Risa menatap kanvas putih di depannya. Langit senja di luar jendela studionya memancarkan semburat warna jingga yang sempurna, namun hatinya masih terasa kosong.
Belakangan ini Risa kehilangan inspirasi. Meskipun ia pelukis berbakat yang sudah sering diundang untuk pameran, ada sesuatu yang membuatnya sulit memulai. Terkadang, ia merasa lukisannya tak cukup menyampaikan isi hatinya.
Suara langkah kaki terdengar dari pintu studio yang setengah terbuka. Risa berbalik dan melihat seorang lelaki tinggi dengan pakaian lusuh berdiri di ambang pintu. "Maaf, apa saya boleh masuk?"
Risa mengenalnya, lelaki itu adalah Geri, seorang gelandangan yang sering duduk di pojok jalan dekat studionya. Ia sering melihat lelaki itu memperhatikan karyanya dari jendela, tapi mereka belum pernah berbicara sebelumnya.
"Silakan," jawab Risa tersenyum.
Geri melangkah masuk meski agak canggung. Ia melihat sekeliling studio dengan kekaguman, matanya terpaku pada deretan lukisan Risa yang terpajang di dinding. "Kamu yang melukis semua ini?"

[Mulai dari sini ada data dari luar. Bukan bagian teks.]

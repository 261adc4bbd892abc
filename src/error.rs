//! Structured error types for bot request handling.

use std::fmt;

/// Error codes for programmatic error handling.
#[derive(Debug, Clone, Copy, PartialEq, Eq)]
pub enum ErrorCode {
    // Validation errors
    MissingArgument,
    InvalidArgument,

    // Internal errors
    DatabaseError,
    TransportError,
}

/// Error raised while handling one inbound event.
///
/// Validation errors are answered with a hint to the user; everything else
/// is a fault that fails the current request only.
#[derive(Debug, thiserror::Error)]
#[error("{message}")]
pub struct BotError {
    pub code: ErrorCode,
    pub message: String,
    pub field: Option<String>,
}

impl BotError {
    pub fn new(code: ErrorCode, message: impl Into<String>) -> Self {
        Self {
            code,
            message: message.into(),
            field: None,
        }
    }

    pub fn with_field(mut self, field: impl Into<String>) -> Self {
        self.field = Some(field.into());
        self
    }

    pub fn missing_argument(field: &str) -> Self {
        Self::new(ErrorCode::MissingArgument, format!("{} is required", field)).with_field(field)
    }

    pub fn invalid_argument(field: &str, reason: &str) -> Self {
        Self::new(ErrorCode::InvalidArgument, reason).with_field(field)
    }

    pub fn database(err: impl fmt::Display) -> Self {
        Self::new(ErrorCode::DatabaseError, err.to_string())
    }

    pub fn transport(err: impl fmt::Display) -> Self {
        Self::new(ErrorCode::TransportError, err.to_string())
    }

    /// True for errors caused by the user's input rather than a fault.
    pub fn is_user_facing(&self) -> bool {
        matches!(
            self.code,
            ErrorCode::MissingArgument | ErrorCode::InvalidArgument
        )
    }
}

// Storage code returns anyhow; keep an existing BotError, otherwise treat it
// as a storage fault.
impl From<anyhow::Error> for BotError {
    fn from(err: anyhow::Error) -> Self {
        match err.downcast::<BotError>() {
            Ok(bot_err) => bot_err,
            Err(err) => BotError::database(format!("{:#}", err)),
        }
    }
}

/// Result type for request handling.
pub type BotResult<T> = std::result::Result<T, BotError>;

"Iya, aku suka melukis. Tapi akhir-akhir ini, rasanya aku sulit mendapat inspirasi."
"Mungkin kamu butuh sesuatu yang beda. Dunia ini kan penuh warna, tapi terkadang kita harus melihatnya dari sudut yang lain."

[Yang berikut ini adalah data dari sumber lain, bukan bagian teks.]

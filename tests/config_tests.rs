//! Tests for tiered configuration loading.
//!
//! Each test points the loader at temporary project and user directories so
//! nothing on the host is read.

use std::fs;
use std::path::{Path, PathBuf};
use task_chat_bot::config::{
    CONFIG_FILE_NAME, ConfigLoader, ConfigPaths, ConfigTier, DEFAULT_API_BASE_URL, Messages,
};
use tempfile::TempDir;

fn write_config(dir: &Path, yaml: &str) -> PathBuf {
    fs::create_dir_all(dir).unwrap();
    let file = dir.join(CONFIG_FILE_NAME);
    fs::write(&file, yaml).unwrap();
    file
}

struct Tiers {
    _root: TempDir,
    project: PathBuf,
    user: PathBuf,
}

fn tiers() -> Tiers {
    let root = TempDir::new().unwrap();
    let project = root.path().join("project");
    let user = root.path().join("user");
    Tiers {
        _root: root,
        project,
        user,
    }
}

impl Tiers {
    fn paths(&self) -> ConfigPaths {
        ConfigPaths::with_dirs(Some(self.project.clone()), Some(self.user.clone()))
    }
}

#[test]
fn no_files_gives_defaults() {
    let t = tiers();

    let loader = ConfigLoader::load_with_paths(t.paths()).unwrap();

    assert!(loader.sources().is_empty());
    let config = loader.config();
    assert_eq!(config.telegram.api_base_url, DEFAULT_API_BASE_URL);
    assert_eq!(config.telegram.poll_timeout_secs, 20);
    assert_eq!(config.messages, Messages::default());
}

#[test]
fn user_tier_overrides_project_tier() {
    let t = tiers();
    write_config(
        &t.project,
        "telegram:\n  poll_timeout_secs: 10\n  request_timeout_secs: 40\n\
         messages:\n  welcome: project hello\n",
    );
    write_config(&t.user, "telegram:\n  poll_timeout_secs: 25\n");

    let loader = ConfigLoader::load_with_paths(t.paths()).unwrap();

    let tiers: Vec<ConfigTier> = loader.sources().iter().map(|(tier, _)| *tier).collect();
    assert_eq!(tiers, vec![ConfigTier::Project, ConfigTier::User]);

    let config = loader.config();
    assert_eq!(config.telegram.poll_timeout_secs, 25);
    // Sibling from the lower tier survives the merge.
    assert_eq!(config.telegram.request_timeout_secs, 40);
    assert_eq!(config.messages.welcome, "project hello");
    assert_eq!(config.messages.add_button, Messages::default().add_button);
}

#[test]
fn malformed_tier_file_is_skipped() {
    let t = tiers();
    write_config(&t.project, "messages:\n  welcome: from project\n");
    write_config(&t.user, "telegram: [unclosed\n");

    let loader = ConfigLoader::load_with_paths(t.paths()).unwrap();

    assert_eq!(loader.sources().len(), 1);
    assert_eq!(loader.config().messages.welcome, "from project");
}

#[test]
fn merged_result_is_validated() {
    let t = tiers();
    write_config(&t.user, "telegram:\n  poll_timeout_secs: 60\n");

    let err = ConfigLoader::load_with_paths(t.paths()).unwrap_err();

    assert!(err.to_string().contains("request_timeout_secs"));
}

#[test]
fn conflicting_button_labels_are_rejected() {
    let t = tiers();
    write_config(&t.project, "messages:\n  add_button: Tasks\n  list_button: Tasks\n");

    assert!(ConfigLoader::load_with_paths(t.paths()).is_err());
}

#[test]
fn explicit_file_skips_tier_directories() {
    let t = tiers();
    write_config(&t.project, "messages:\n  welcome: from project\n");
    let explicit = write_config(
        &t._root.path().join("explicit"),
        "storage:\n  db_path: /tmp/explicit.db\n",
    );

    let mut paths = t.paths();
    paths.explicit_file = Some(explicit.clone());
    let loader = ConfigLoader::load_with_paths(paths).unwrap();

    assert_eq!(loader.sources(), &[(ConfigTier::Explicit, explicit)]);
    assert_eq!(loader.config().messages.welcome, Messages::default().welcome);
}

#[test]
fn missing_explicit_file_is_an_error() {
    let t = tiers();
    let mut paths = t.paths();
    paths.explicit_file = Some(t.project.join("nope.yaml"));

    assert!(ConfigLoader::load_with_paths(paths).is_err());
}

Risa tersenyum, tak menyangka lelaki itu berbicara dengan bijak. Mereka menghabiskan sore itu dengan berbincang tentang seni, dan kehidupan. Risa merasa nyaman dengan Geri, meskipun Geri hidup di jalanan, namun ia memiliki pandangan hidup yang dalam.

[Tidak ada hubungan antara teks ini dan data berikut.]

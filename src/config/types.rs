//! Configuration types and structures.

use anyhow::{Result, anyhow};
use serde::{Deserialize, Serialize};
use std::path::{Path, PathBuf};

/// Default Telegram Bot API endpoint.
pub const DEFAULT_API_BASE_URL: &str = "https://api.telegram.org";

/// Bot configuration.
#[derive(Debug, Clone, Default, Serialize, Deserialize)]
pub struct Config {
    #[serde(default)]
    pub storage: StorageConfig,

    #[serde(default)]
    pub telegram: TelegramConfig,

    #[serde(default)]
    pub messages: Messages,
}

impl Config {
    /// Load a single configuration file, without tier merging.
    pub fn load(path: &Path) -> Result<Self> {
        let content = std::fs::read_to_string(path)
            .map_err(|e| anyhow!("failed to read config {}: {}", path.display(), e))?;
        let config: Config = serde_yaml::from_str(&content)
            .map_err(|e| anyhow!("failed to parse config {}: {}", path.display(), e))?;
        config.validate()?;
        Ok(config)
    }

    /// Reject settings the bot cannot run with.
    pub fn validate(&self) -> Result<()> {
        if self.telegram.request_timeout_secs <= self.telegram.poll_timeout_secs {
            return Err(anyhow!(
                "telegram.request_timeout_secs ({}) must exceed telegram.poll_timeout_secs ({})",
                self.telegram.request_timeout_secs,
                self.telegram.poll_timeout_secs
            ));
        }

        let add = self.messages.add_button.trim();
        let list = self.messages.list_button.trim();
        if add.is_empty() || list.is_empty() {
            return Err(anyhow!("messages.add_button and messages.list_button must not be empty"));
        }
        if add == list {
            return Err(anyhow!("messages.add_button and messages.list_button must differ"));
        }
        if add.starts_with('/') || list.starts_with('/') {
            return Err(anyhow!("quick-action button labels must not start with '/'"));
        }

        Ok(())
    }
}

/// Task database settings.
#[derive(Debug, Clone, Serialize, Deserialize)]
pub struct StorageConfig {
    /// Path to the SQLite database file.
    #[serde(default = "default_db_path")]
    pub db_path: PathBuf,
}

impl Default for StorageConfig {
    fn default() -> Self {
        Self {
            db_path: default_db_path(),
        }
    }
}

fn default_db_path() -> PathBuf {
    PathBuf::from("tasks.db")
}

/// Telegram Bot API client settings. The bot token is read from the
/// environment, never from these files.
#[derive(Debug, Clone, Serialize, Deserialize)]
pub struct TelegramConfig {
    #[serde(default = "default_api_base_url")]
    pub api_base_url: String,

    /// Long-poll wait passed to `getUpdates`.
    #[serde(default = "default_poll_timeout_secs")]
    pub poll_timeout_secs: u64,

    /// HTTP timeout for every request. Must exceed the long-poll wait.
    #[serde(default = "default_request_timeout_secs")]
    pub request_timeout_secs: u64,
}

impl Default for TelegramConfig {
    fn default() -> Self {
        Self {
            api_base_url: default_api_base_url(),
            poll_timeout_secs: default_poll_timeout_secs(),
            request_timeout_secs: default_request_timeout_secs(),
        }
    }
}

fn default_api_base_url() -> String {
    DEFAULT_API_BASE_URL.to_string()
}

fn default_poll_timeout_secs() -> u64 {
    20
}

fn default_request_timeout_secs() -> u64 {
    30
}

/// Everything the bot says. `{id}` is replaced by a task id where it appears.
#[derive(Debug, Clone, PartialEq, Eq, Serialize, Deserialize)]
#[serde(default)]
pub struct Messages {
    pub welcome: String,
    pub add_button: String,
    pub list_button: String,
    pub edit_button: String,
    pub delete_button: String,

    pub prompt_new_task: String,
    pub prompt_edit_text: String,

    pub task_added: String,
    pub task_updated: String,
    pub task_deleted: String,
    pub task_deleted_inline: String,
    pub task_deleted_toast: String,
    pub not_found: String,
    pub edit_failed: String,
    pub edit_target_not_found: String,

    pub no_tasks: String,
    pub choose_next: String,

    pub cancelled: String,
    pub nothing_to_cancel: String,
    pub no_pending_hint: String,

    pub delete_usage: String,
    pub edit_usage: String,

    pub unknown_button: String,
    pub invalid_id: String,
    pub unknown_action: String,

    pub storage_failure: String,
}

impl Default for Messages {
    fn default() -> Self {
        Self {
            welcome: "Hello! 👋\n\
                      Pick a button below or type a command:\n\n\
                      /add <text> — add a task\n\
                      /mytasks — show your tasks\n\
                      /delete <id> — delete a task\n\
                      /edit <id> <new text> — edit a task\n\
                      /cancel — cancel the current action"
                .to_string(),
            add_button: "Add task".to_string(),
            list_button: "My tasks".to_string(),
            edit_button: "✏️ Edit".to_string(),
            delete_button: "🗑️ Delete".to_string(),

            prompt_new_task: "✍️ Send the text of the new task (/cancel to abort).".to_string(),
            prompt_edit_text: "✏️ Send the new text for the task (/cancel to abort)."
                .to_string(),

            task_added: "✅ Task added (ID: {id}).".to_string(),
            task_updated: "✏️ Task (ID: {id}) updated.".to_string(),
            task_deleted: "🗑️ Task deleted.".to_string(),
            task_deleted_inline: "✅ Task (ID: {id}) deleted.".to_string(),
            task_deleted_toast: "Task deleted.".to_string(),
            not_found: "Not found or not yours.".to_string(),
            edit_failed: "Update failed: task not found or not yours.".to_string(),
            edit_target_not_found: "No such task.".to_string(),

            no_tasks: "You have no tasks.".to_string(),
            choose_next: "Choose another action:".to_string(),

            cancelled: "✅ Action cancelled.".to_string(),
            nothing_to_cancel: "Nothing to cancel.".to_string(),
            no_pending_hint: "To add a task, tap 'Add task' or send /add <text>.".to_string(),

            delete_usage: "Usage: /delete <id>. Example: /delete 3".to_string(),
            edit_usage: "Usage: /edit <id> <new text>".to_string(),

            unknown_button: "Unknown button.".to_string(),
            invalid_id: "Invalid ID.".to_string(),
            unknown_action: "Unknown action.".to_string(),

            storage_failure: "Something went wrong. Please try again later.".to_string(),
        }
    }
}

/// Substitute a task id into a message template.
pub fn with_id(template: &str, id: i64) -> String {
    template.replace("{id}", &id.to_string())
}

Hari demi hari, Risa dan Geri menjadi semakin dekat. Geri sering datang ke studio, dan Risa mulai mendapatkan kembali inspirasinya. Mereka berbicara tentang segalanya, dari impian Geri yang terkubur karena kesulitan hidup hingga masa kecil Risa yang penuh kenangan manis. Perlahan, satu perasaan tumbuh di hati Risa.